The complete data, repeated exactly, should form your response.

[Opening Source material section]

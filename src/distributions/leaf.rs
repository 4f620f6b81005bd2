//! Single-family latent distributions

use rand::Rng;
use serde::{Deserialize, Serialize};

use super::info::{DistInfo, TINY};
use super::sampling::{standard_normal, uniform};
use crate::autograd::{
    add, add_scalar, div, exp, ln, mul, scale, sigmoid, slice_cols, softmax_rows, sqrt, square, sub,
    sum_rows, Tensor,
};
use crate::{Error, Result};

const HALF_LN_2PI: f32 = 0.918_938_5;

/// A latent or output distribution over `dim` columns of a row-major batch.
///
/// `Uniform` draws its prior from U(-1, 1) but is paired with a Gaussian
/// posterior, which is what the discriminator's latent head predicts.
#[derive(Debug, Clone, PartialEq, Serialize, Deserialize)]
#[serde(tag = "kind", rename_all = "snake_case")]
pub enum Distribution {
    Categorical {
        dim: usize,
    },
    Uniform {
        dim: usize,
        #[serde(default)]
        fix_std: bool,
    },
    Gaussian {
        dim: usize,
        #[serde(default)]
        fix_std: bool,
    },
    MeanBernoulli {
        dim: usize,
    },
}

impl Distribution {
    /// Columns a sample occupies
    pub fn dim(&self) -> usize {
        match *self {
            Distribution::Categorical { dim }
            | Distribution::Uniform { dim, .. }
            | Distribution::Gaussian { dim, .. }
            | Distribution::MeanBernoulli { dim } => dim,
        }
    }

    /// Columns of the flat parameter vector [`Distribution::activate_dist`] consumes
    pub fn dist_flat_dim(&self) -> usize {
        match *self {
            Distribution::Uniform { dim, fix_std } | Distribution::Gaussian { dim, fix_std } => {
                if fix_std {
                    dim
                } else {
                    2 * dim
                }
            }
            _ => self.dim(),
        }
    }

    /// Categorical codes are the discrete partition, everything else is continuous
    pub fn is_discrete(&self) -> bool {
        matches!(self, Distribution::Categorical { .. })
    }

    /// Parameter names this distribution's info carries
    pub fn info_keys(&self) -> &'static [&'static str] {
        match self {
            Distribution::Categorical { .. } => &["prob"],
            Distribution::Uniform { .. } | Distribution::Gaussian { .. } => &["mean", "stddev"],
            Distribution::MeanBernoulli { .. } => &["p"],
        }
    }

    /// Draw `n` rows from the prior
    pub fn sample_prior<R: Rng>(&self, n: usize, rng: &mut R) -> Tensor {
        let dim = self.dim();
        let mut values = Vec::with_capacity(n * dim);
        for _ in 0..n {
            match self {
                Distribution::Categorical { .. } => {
                    let hot = rng.random_range(0..dim.max(1));
                    values.extend((0..dim).map(|c| if c == hot { 1.0 } else { 0.0 }));
                }
                Distribution::Uniform { .. } => {
                    values.extend((0..dim).map(|_| uniform(rng, -1.0, 1.0)));
                }
                Distribution::Gaussian { .. } => {
                    values.extend((0..dim).map(|_| standard_normal(rng)));
                }
                Distribution::MeanBernoulli { .. } => {
                    values.extend((0..dim).map(|_| if rng.random::<f32>() < 0.5 { 1.0 } else { 0.0 }));
                }
            }
        }
        Tensor::from_vec(values, false)
    }

    /// Prior parameters broadcast over `n` rows.
    ///
    /// For `Uniform` these are N(0, 1) parameters in the shape of its Gaussian
    /// posterior. [`Distribution::logli_prior`] scores a uniform code under the
    /// U(-1, 1) density instead, so the two disagree for `Uniform` only.
    pub fn prior_dist_info(&self, n: usize) -> DistInfo {
        let dim = self.dim();
        let filled = |v: f32| Tensor::from_vec(vec![v; n * dim], false);
        match self {
            Distribution::Categorical { .. } => {
                DistInfo::new().with("prob", filled(1.0 / dim.max(1) as f32))
            }
            Distribution::Uniform { .. } | Distribution::Gaussian { .. } => {
                DistInfo::new().with("mean", filled(0.0)).with("stddev", filled(1.0))
            }
            Distribution::MeanBernoulli { .. } => DistInfo::new().with("p", filled(0.5)),
        }
    }

    /// Turn `n` rows of raw network output into distribution parameters
    pub fn activate_dist(&self, flat: &Tensor, n: usize) -> Result<DistInfo> {
        let flat_dim = self.dist_flat_dim();
        check_len(flat, n * flat_dim)?;
        let info = match *self {
            Distribution::Categorical { dim } => {
                DistInfo::new().with("prob", softmax_rows(flat, n, dim))
            }
            Distribution::Uniform { dim, fix_std } | Distribution::Gaussian { dim, fix_std } => {
                let mean = slice_cols(flat, n, flat_dim, 0, dim);
                let stddev = if fix_std {
                    Tensor::from_vec(vec![1.0; n * dim], false)
                } else {
                    // the head predicts log-variance
                    sqrt(&exp(&slice_cols(flat, n, flat_dim, dim, 2 * dim)))
                };
                DistInfo::new().with("mean", mean).with("stddev", stddev)
            }
            Distribution::MeanBernoulli { .. } => DistInfo::new().with("p", sigmoid(flat)),
        };
        Ok(info)
    }

    /// Per-row log-likelihood of `x` under `info`
    pub fn logli(&self, x: &Tensor, info: &DistInfo, n: usize) -> Result<Tensor> {
        let dim = self.dim();
        check_len(x, n * dim)?;
        let per_elem = match self {
            Distribution::Categorical { .. } => {
                let prob = info.require("prob")?;
                mul(x, &ln(&add_scalar(prob, TINY)))
            }
            Distribution::Uniform { .. } | Distribution::Gaussian { .. } => {
                let mean = info.require("mean")?;
                let stddev = add_scalar(info.require("stddev")?, TINY);
                let epsilon = div(&sub(x, mean), &stddev);
                let quad = add_scalar(&scale(&square(&epsilon), -0.5), -HALF_LN_2PI);
                sub(&quad, &ln(&stddev))
            }
            Distribution::MeanBernoulli { .. } => {
                let p = info.require("p")?;
                let on = mul(x, &ln(&add_scalar(p, TINY)));
                let off = mul(&one_minus(x), &ln(&add_scalar(&one_minus(p), TINY)));
                add(&on, &off)
            }
        };
        Ok(sum_rows(&per_elem, n, dim))
    }

    /// Per-row log-likelihood of `x` under the prior
    pub fn logli_prior(&self, x: &Tensor, n: usize) -> Result<Tensor> {
        match self {
            Distribution::Uniform { dim, .. } => {
                check_len(x, n * dim)?;
                let density = -(*dim as f32) * std::f32::consts::LN_2;
                Ok(Tensor::from_vec(vec![density; n], false))
            }
            _ => self.logli(x, &self.prior_dist_info(n), n),
        }
    }
}

fn one_minus(t: &Tensor) -> Tensor {
    add_scalar(&scale(t, -1.0), 1.0)
}

pub(crate) fn check_len(t: &Tensor, expected: usize) -> Result<()> {
    if t.len() == expected {
        Ok(())
    } else {
        Err(Error::ShapeMismatch { expected, actual: t.len() })
    }
}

[Closing Source material section]

• Exercise answer:
filename src/distributions/leaf.rs
repository 4f620f6b81005bd2
//! Single-family latent distributions

use rand::Rng;
use serde::{Deserialize, Serialize};

use super::info::{DistInfo, TINY};
use super::sampling::{standard_normal, uniform};
use crate::autograd::{
    add, add_scalar, div, exp, ln, mul, scale, sigmoid, slice_cols, softmax_rows, sqrt, square, sub,
    sum_rows, Tensor,
};
use crate::{Error, Result};

const HALF_LN_2PI: f32 = 0.918_938_5;

/// A latent or output distribution over `dim` columns of a row-major batch.
///
/// `Uniform` draws its prior from U(-1, 1) but is paired with a Gaussian
/// posterior, which is what the discriminator's latent head predicts.
#[derive(Debug, Clone, PartialEq, Serialize, Deserialize)]
#[serde(tag = "kind", rename_all = "snake_case")]
pub enum Distribution {
    Categorical {
        dim: usize,
    },
    Uniform {
        dim: usize,
        #[serde(default)]
        fix_std: bool,
    },
    Gaussian {
        dim: usize,
        #[serde(default)]
        fix_std: bool,
    },
    MeanBernoulli {
        dim: usize,
    },
}

impl Distribution {
    /// Columns a sample occupies
    pub fn dim(&self) -> usize {
        match *self {
            Distribution::Categorical { dim }
            | Distribution::Uniform { dim, .. }
            | Distribution::Gaussian { dim, .. }
            | Distribution::MeanBernoulli { dim } => dim,
        }
    }

    /// Columns of the flat parameter vector [`Distribution::activate_dist`] consumes
    pub fn dist_flat_dim(&self) -> usize {
        match *self {
            Distribution::Uniform { dim, fix_std } | Distribution::Gaussian { dim, fix_std } => {
                if fix_std {
                    dim
                } else {
                    2 * dim
                }
            }
            _ => self.dim(),
        }
    }

    /// Categorical codes are the discrete partition, everything else is continuous
    pub fn is_discrete(&self) -> bool {
        matches!(self, Distribution::Categorical { .. })
    }

    /// Parameter names this distribution's info carries
    pub fn info_keys(&self) -> &'static [&'static str] {
        match self {
            Distribution::Categorical { .. } => &["prob"],
            Distribution::Uniform { .. } | Distribution::Gaussian { .. } => &["mean", "stddev"],
            Distribution::MeanBernoulli { .. } => &["p"],
        }
    }

    /// Draw `n` rows from the prior
    pub fn sample_prior<R: Rng>(&self, n: usize, rng: &mut R) -> Tensor {
        let dim = self.dim();
        let mut values = Vec::with_capacity(n * dim);
        for _ in 0..n {
            match self {
                Distribution::Categorical { .. } => {
                    let hot = rng.random_range(0..dim.max(1));
                    values.extend((0..dim).map(|c| if c == hot { 1.0 } else { 0.0 }));
                }
                Distribution::Uniform { .. } => {
                    values.extend((0..dim).map(|_| uniform(rng, -1.0, 1.0)));
                }
                Distribution::Gaussian { .. } => {
                    values.extend((0..dim).map(|_| standard_normal(rng)));
                }
                Distribution::MeanBernoulli { .. } => {
                    values.extend((0..dim).map(|_| if rng.random::<f32>() < 0.5 { 1.0 } else { 0.0 }));
                }
            }
        }
        Tensor::from_vec(values, false)
    }

    /// Prior parameters broadcast over `n` rows.
    ///
    /// For `Uniform` these are N(0, 1) parameters in the shape of its Gaussian
    /// posterior. [`Distribution::logli_prior`] scores a uniform code under the
    /// U(-1, 1) density instead, so the two disagree for `Uniform` only.
    pub fn prior_dist_info(&self, n: usize) -> DistInfo {
        let dim = self.dim();
        let filled = |v: f32| Tensor::from_vec(vec![v; n * dim], false);
        match self {
            Distribution::Categorical { .. } => {
                DistInfo::new().with("prob", filled(1.0 / dim.max(1) as f32))
            }
            Distribution::Uniform { .. } | Distribution::Gaussian { .. } => {
                DistInfo::new().with("mean", filled(0.0)).with("stddev", filled(1.0))
            }
            Distribution::MeanBernoulli { .. } => DistInfo::new().with("p", filled(0.5)),
        }
    }

    /// Turn `n` rows of raw network output into distribution parameters
    pub fn activate_dist(&self, flat: &Tensor, n: usize) -> Result<DistInfo> {
        let flat_dim = self.dist_flat_dim();
        check_len(flat, n * flat_dim)?;
        let info = match *self {
            Distribution::Categorical { dim } => {
                DistInfo::new().with("prob", softmax_rows(flat, n, dim))
            }
            Distribution::Uniform { dim, fix_std } | Distribution::Gaussian { dim, fix_std } => {
                let mean = slice_cols(flat, n, flat_dim, 0, dim);
                let stddev = if fix_std {
                    Tensor::from_vec(vec![1.0; n * dim], false)
                } else {
                    // the head predicts log-variance
                    sqrt(&exp(&slice_cols(flat, n, flat_dim, dim, 2 * dim)))
                };
                DistInfo::new().with("mean", mean).with("stddev", stddev)
            }
            Distribution::MeanBernoulli { .. } => DistInfo::new().with("p", sigmoid(flat)),
        };
        Ok(info)
    }

    /// Per-row log-likelihood of `x` under `info`
    pub fn logli(&self, x: &Tensor, info: &DistInfo, n: usize) -> Result<Tensor> {
        let dim = self.dim();
        check_len(x, n * dim)?;
        let per_elem = match self {
            Distribution::Categorical { .. } => {
                let prob = info.require("prob")?;
                mul(x, &ln(&add_scalar(prob, TINY)))
            }
            Distribution::Uniform { .. } | Distribution::Gaussian { .. } => {
                let mean = info.require("mean")?;
                let stddev = add_scalar(info.require("stddev")?, TINY);
                let epsilon = div(&sub(x, mean), &stddev);
                let quad = add_scalar(&scale(&square(&epsilon), -0.5), -HALF_LN_2PI);
                sub(&quad, &ln(&stddev))
            }
            Distribution::MeanBernoulli { .. } => {
                let p = info.require("p")?;
                let on = mul(x, &ln(&add_scalar(p, TINY)));
                let off = mul(&one_minus(x), &ln(&add_scalar(&one_minus(p), TINY)));
                add(&on, &off)
            }
        };
        Ok(sum_rows(&per_elem, n, dim))
    }

    /// Per-row log-likelihood of `x` under the prior
    pub fn logli_prior(&self, x: &Tensor, n: usize) -> Result<Tensor> {
        match self {
            Distribution::Uniform { dim, .. } => {
                check_len(x, n * dim)?;
                let density = -(*dim as f32) * std::f32::consts::LN_2;
                Ok(Tensor::from_vec(vec![density; n], false))
            }
            _ => self.logli(x, &self.prior_dist_info(n), n),
        }
    }
}

fn one_minus(t: &Tensor) -> Tensor {
    add_scalar(&scale(t, -1.0), 1.0)
}

pub(crate) fn check_len(t: &Tensor, expected: usize) -> Result<()> {
    if t.len() == expected {
        Ok(())
    } else {
        Err(Error::ShapeMismatch { expected, actual: t.len() })
    }
}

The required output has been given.